From our experience of the Executive, not only of being in the Executive but of being in opposition under previous mandates, we are sceptical about how genuine the situation will be with the Executive's adopting the most logical approach to achieving the objectives. Far too often, other considerations enter into the equation, which sometimes reflect political realities. That is fine: we are a political Assembly. However, when that happens, it portrays the true disingenuousness as to how those targets can be reached. The process can be compromised through too many political considerations coming from the different partners in government.
I have a concern about what has been said about health. There has been a lot of focus on the importance of setting objectives and following through in due course with policies to get that outcome, but the two parties in the Executive are both making a commitment to spending an additional £1 billion of revenue spending on health by 2021. That seems to run entirely counter to the approach that is being adopted. I am all for spending the right amount of money on health to achieve much better outcomes, but surely the most logical thing to do is to put in place the reform process and work out what we need to spend to achieve outcomes and to resource that transformation, rather than making an arbitrary commitment now that the round figure of an additional £1 billion will be spent by 2021. In particular, the realisation of that outcome in the absence of other efficiencies being found means that we are looking at very stringent cuts to other Departments if we are to achieve that £1 billion extra for health. That will undermine a lot of the draft framework's other worthy objectives. When I say "efficiencies", I mean more than simply tampering with the levels of rate exemptions, rate capping or abolishing a few quangos here and there. We are talking serious reform or, potentially, some form of revenue raising or addressing the cost of division.
I will spend the balance of my time focusing on some of the specifics that have been set out. Some of them are good and sound — for example, what we are doing on skills. I am pleased to see that there is recognition of gradation with skills, and we are not looking at a very flat indicator; that is positive. I am glad that economic inactivity is mentioned. The logic there is that we efficiently implement the existing strategy that was agreed by the previous Executive.

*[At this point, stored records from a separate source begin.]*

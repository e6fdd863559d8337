//! Type-code registry and bounded recursive descent.
//!
//! Every box is decoded through [`decode_box`]: the header is read, the
//! declared size is checked against the parent window, and the payload is
//! handed to the registered decoder as a window of exactly that size.
//! Unregistered types are kept as [`OpaqueBox`].

use super::boxes::{
    BoxCodec, Co64Box, EsdsBox, FtypBox, HdlrBox, MdatBox, MdhdBox, MfhdBox, Mp4aBox, PrftBox,
    StcoBox, StscBox, StsdBox, StszBox, TfdtBox, TfhdBox, TkhdBox, TrexBox, TrunBox,
};
use super::{BoxHeader, BoxReader, ContainerBox, FourCc, Mp4Box, OpaqueBox, COMPACT_HEADER_LEN};
use crate::{Error, Result};

/// Maximum nesting depth accepted on decode.
pub const MAX_DEPTH: usize = 64;

/// Decoder for the payload window of one box type.
type DecodeFn = fn(&mut BoxReader, usize) -> Result<Mp4Box>;

static REGISTRY: &[(FourCc, DecodeFn)] = &[
    (FourCc::MOOV, decode_container as DecodeFn),
    (FourCc::TRAK, decode_container),
    (FourCc::MDIA, decode_container),
    (FourCc::MINF, decode_container),
    (FourCc::STBL, decode_container),
    (FourCc::DINF, decode_container),
    (FourCc::EDTS, decode_container),
    (FourCc::MVEX, decode_container),
    (FourCc::MOOF, decode_container),
    (FourCc::TRAF, decode_container),
    (FourCc::MFRA, decode_container),
    (FourCc::UDTA, decode_container),
    (FtypBox::BOX_TYPE, decode_leaf::<FtypBox>),
    (FourCc::STYP, decode_styp),
    (TkhdBox::BOX_TYPE, decode_leaf::<TkhdBox>),
    (MdhdBox::BOX_TYPE, decode_leaf::<MdhdBox>),
    (HdlrBox::BOX_TYPE, decode_leaf::<HdlrBox>),
    (StsdBox::BOX_TYPE, decode_leaf::<StsdBox>),
    (Mp4aBox::BOX_TYPE, decode_leaf::<Mp4aBox>),
    (EsdsBox::BOX_TYPE, decode_leaf::<EsdsBox>),
    (StszBox::BOX_TYPE, decode_leaf::<StszBox>),
    (StscBox::BOX_TYPE, decode_leaf::<StscBox>),
    (StcoBox::BOX_TYPE, decode_leaf::<StcoBox>),
    (Co64Box::BOX_TYPE, decode_leaf::<Co64Box>),
    (TrexBox::BOX_TYPE, decode_leaf::<TrexBox>),
    (MfhdBox::BOX_TYPE, decode_leaf::<MfhdBox>),
    (TfhdBox::BOX_TYPE, decode_leaf::<TfhdBox>),
    (TfdtBox::BOX_TYPE, decode_leaf::<TfdtBox>),
    (TrunBox::BOX_TYPE, decode_leaf::<TrunBox>),
    (PrftBox::BOX_TYPE, decode_leaf::<PrftBox>),
    (MdatBox::BOX_TYPE, decode_leaf::<MdatBox>),
];

/// Decoder registered for a type code.
fn lookup(box_type: FourCc) -> Option<DecodeFn> {
    REGISTRY
        .iter()
        .find(|(t, _)| *t == box_type)
        .map(|(_, decode)| *decode)
}

/// Whether a type code has a registered decoder.
pub fn is_registered(box_type: FourCc) -> bool {
    lookup(box_type).is_some()
}

/// Decode one box from `reader`, advancing it past the box.
///
/// `depth` is 0 for top-level boxes. A size of 0 ("to end of input") is
/// accepted only at depth 0.
pub fn decode_box(reader: &mut BoxReader, depth: usize) -> Result<Mp4Box> {
    let offset = reader.position();
    if depth > MAX_DEPTH {
        return Err(Error::invalid_box(
            reader.box_type(),
            offset,
            format!("nesting deeper than {MAX_DEPTH} levels"),
        ));
    }

    let (header, consumed) = BoxHeader::decode(reader)?;
    let payload_len = match header.payload_len() {
        Some(len) => len,
        None if depth == 0 => reader.remaining() as u64,
        None => {
            return Err(Error::malformed_header(
                offset,
                format!("'{}' has size 0 inside a container", header.box_type),
            ))
        }
    };

    if payload_len > reader.remaining() as u64 {
        return Err(Error::TruncatedBox {
            box_type: header.box_type,
            offset,
            declared: header.size,
            available: consumed + reader.remaining() as u64,
        });
    }
    let mut window = reader.take(payload_len as usize, header.box_type)?;

    match lookup(header.box_type) {
        Some(decode) if header.user_type.is_none() => decode(&mut window, depth),
        _ => Ok(Mp4Box::Opaque(OpaqueBox {
            box_type: header.box_type,
            user_type: header.user_type,
            payload: window.read_to_end(),
        })),
    }
}

/// Decode boxes until `reader` is exhausted, as children of a box at
/// `depth`.
pub fn decode_children(reader: &mut BoxReader, depth: usize) -> Result<Vec<Mp4Box>> {
    let mut children = Vec::new();
    while !reader.is_empty() {
        if reader.remaining() < COMPACT_HEADER_LEN as usize {
            return Err(Error::TruncatedBox {
                box_type: reader.box_type(),
                offset: reader.position(),
                declared: COMPACT_HEADER_LEN,
                available: reader.remaining() as u64,
            });
        }
        children.push(decode_box(reader, depth + 1)?);
    }
    Ok(children)
}

fn decode_container(reader: &mut BoxReader, depth: usize) -> Result<Mp4Box> {
    let box_type = reader.box_type();
    let children = decode_children(reader, depth)?;
    Ok(Mp4Box::Container(ContainerBox { box_type, children }))
}

fn decode_leaf<T>(reader: &mut BoxReader, depth: usize) -> Result<Mp4Box>
where
    T: BoxCodec + Into<Mp4Box>,
{
    let leaf = T::decode_payload(reader, depth)?;
    reader.finish()?;
    Ok(leaf.into())
}

/// `styp` shares the `ftyp` layout but keeps its own type code, so it is
/// kept opaque after validating the brand list.
fn decode_styp(reader: &mut BoxReader, depth: usize) -> Result<Mp4Box> {
    let payload = reader.clone().read_to_end();
    FtypBox::decode_payload(reader, depth)?;
    reader.finish()?;
    Ok(Mp4Box::Opaque(OpaqueBox::new(FourCc::STYP, payload)))
}

#[cfg(test)]
mod tests {
    use super::*;
    use crate::mp4::boxes::{LeafBox, TfhdBox, TrunBox};
    use bytes::{Bytes, BytesMut};

    fn encode(b: &Mp4Box) -> Bytes {
        b.to_bytes().unwrap()
    }

    fn decode(bytes: Bytes) -> Result<Mp4Box> {
        decode_box(&mut BoxReader::new(bytes), 0)
    }

    fn sample_traf() -> Mp4Box {
        ContainerBox::new(
            FourCc::TRAF,
            vec![
                TfhdBox::new(1).into(),
                TrunBox::with_sizes(&[10, 20, 5]).into(),
            ],
        )
        .into()
    }

    #[test]
    fn test_container_round_trip() {
        let traf = sample_traf();
        let bytes = encode(&traf);
        let decoded = decode(bytes.clone()).unwrap();
        assert_eq!(decoded, traf);
        assert_eq!(encode(&decoded), bytes);
    }

    #[test]
    fn test_child_past_parent_bound() {
        let mut raw = BytesMut::from(&encode(&sample_traf())[..]);
        // Shrink the declared container size by one byte.
        let size = u32::from_be_bytes(raw[..4].try_into().unwrap());
        raw[..4].copy_from_slice(&(size - 1).to_be_bytes());
        raw.truncate(size as usize - 1);
        let err = decode(raw.freeze()).unwrap_err();
        assert!(matches!(err, Error::TruncatedBox { .. }), "{err:?}");
    }

    #[test]
    fn test_shrunken_parent_with_trailing_sibling_bytes() {
        // The parent claims one byte less but the input keeps going: the
        // last child must still not read into what follows the parent.
        let traf = encode(&sample_traf());
        let mut raw = BytesMut::from(&traf[..]);
        let size = u32::from_be_bytes(raw[..4].try_into().unwrap());
        raw[..4].copy_from_slice(&(size - 1).to_be_bytes());
        let err = decode(raw.freeze()).unwrap_err();
        assert!(matches!(err, Error::TruncatedBox { .. }), "{err:?}");
    }

    #[test]
    fn test_unknown_child_preserved() {
        let mut raw = BytesMut::new();
        let tfhd: Mp4Box = TfhdBox::new(9).into();
        let unknown = b"\x00\x00\x00\x0dzzzz\x01\x02\x03\x04\x05";
        let payload_len = tfhd.size() as usize + unknown.len();
        raw.extend_from_slice(&((8 + payload_len) as u32).to_be_bytes());
        raw.extend_from_slice(b"traf");
        tfhd.encode(&mut raw).unwrap();
        raw.extend_from_slice(unknown);
        let input = raw.freeze();

        let decoded = decode(input.clone()).unwrap();
        let children = decoded.children();
        assert_eq!(children.len(), 2);
        assert!(matches!(children[0], Mp4Box::Leaf(LeafBox::Tfhd(_))));
        assert!(children[1].is_opaque());
        assert_eq!(children[1].box_type(), FourCc(*b"zzzz"));
        assert_eq!(encode(&decoded), input);
    }

    #[test]
    fn test_leaf_leftover_bytes_rejected() {
        let mut raw = encode(&MfhdBox::default().into()).to_vec();
        raw.push(0);
        raw[3] += 1;
        assert!(matches!(
            decode(raw.into()),
            Err(Error::InvalidBox { box_type, .. }) if box_type == FourCc::MFHD
        ));
    }

    #[test]
    fn test_window_ending_mid_header() {
        let mut raw = b"\x00\x00\x00\x0ctraf".to_vec();
        raw.extend_from_slice(&[0, 0, 0, 8]);
        assert!(matches!(
            decode(raw.into()),
            Err(Error::TruncatedBox { box_type, .. }) if box_type == FourCc::TRAF
        ));
    }

    #[test]
    fn test_size_zero_only_at_top_level() {
        let top = decode(Bytes::from_static(b"\x00\x00\x00\x00free\x01\x02")).unwrap();
        assert_eq!(top.box_type(), FourCc::FREE);
        assert_eq!(top.size(), 10);

        let nested = b"\x00\x00\x00\x10moov\x00\x00\x00\x00free".to_vec();
        assert!(matches!(
            decode(nested.into()),
            Err(Error::MalformedHeader { offset: 8, .. })
        ));
    }

    #[test]
    fn test_depth_limit() {
        let mut b: Mp4Box = ContainerBox::new(FourCc::MOOV, vec![]).into();
        for _ in 0..=MAX_DEPTH {
            b = ContainerBox::new(FourCc::MOOV, vec![b]).into();
        }
        assert!(matches!(
            decode(encode(&b)),
            Err(Error::InvalidBox { .. })
        ));
    }

    #[test]
    fn test_uuid_box_is_opaque() {
        let mut raw = b"\x00\x00\x00\x1auuid".to_vec();
        raw.extend_from_slice(&[0xAB; 16]);
        raw.extend_from_slice(&[1, 2]);
        let input = Bytes::from(raw);
        let decoded = decode(input.clone()).unwrap();
        match &decoded {
            Mp4Box::Opaque(o) => {
                assert_eq!(o.user_type, Some([0xAB; 16]));
                assert_eq!(&o.payload[..], &[1, 2]);
            }
            other => panic!("expected opaque, got {other:?}"),
        }
        assert_eq!(encode(&decoded), input);
    }

    #[test]
    fn test_styp_validated_and_preserved() {
        let input = Bytes::from_static(b"\x00\x00\x00\x10stypmsdh\x00\x00\x00\x00");
        let decoded = decode(input.clone()).unwrap();
        assert_eq!(decoded.box_type(), FourCc::STYP);
        assert_eq!(encode(&decoded), input);

        let bad = Bytes::from_static(b"\x00\x00\x00\x0astypms");
        assert!(decode(bad).is_err());
    }

    #[test]
    fn test_registry_lookup() {
        assert!(is_registered(FourCc::MOOV));
        assert!(is_registered(FourCc::PRFT));
        assert!(!is_registered(FourCc::FREE));
    }
}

I have concerns about other areas. If we are talking about increasing reconciliation, the theme seems to be about people respecting different cultural traditions in society, which may be one aspect of reconciliation. However, reconciliation is also about building friendships and overcoming divisions. It is possible that you could achieve that type of outcome through people tolerating activities better in different parts of the community rather than a genuine coming together, so we need to be careful as to exactly how that will be achieved.
Also, we need to have some concern about how far we go in focusing on the regional imbalance in our economy. We need to transform the Northern Ireland economy overall, and we need to recognise that there are imbalances and try to address those, but, if we become a slave to that, we might end up overly micromanaging investment decisions and neglecting the ability of greater Belfast to drive our economy — not just the areas around greater Belfast but all of Northern Ireland.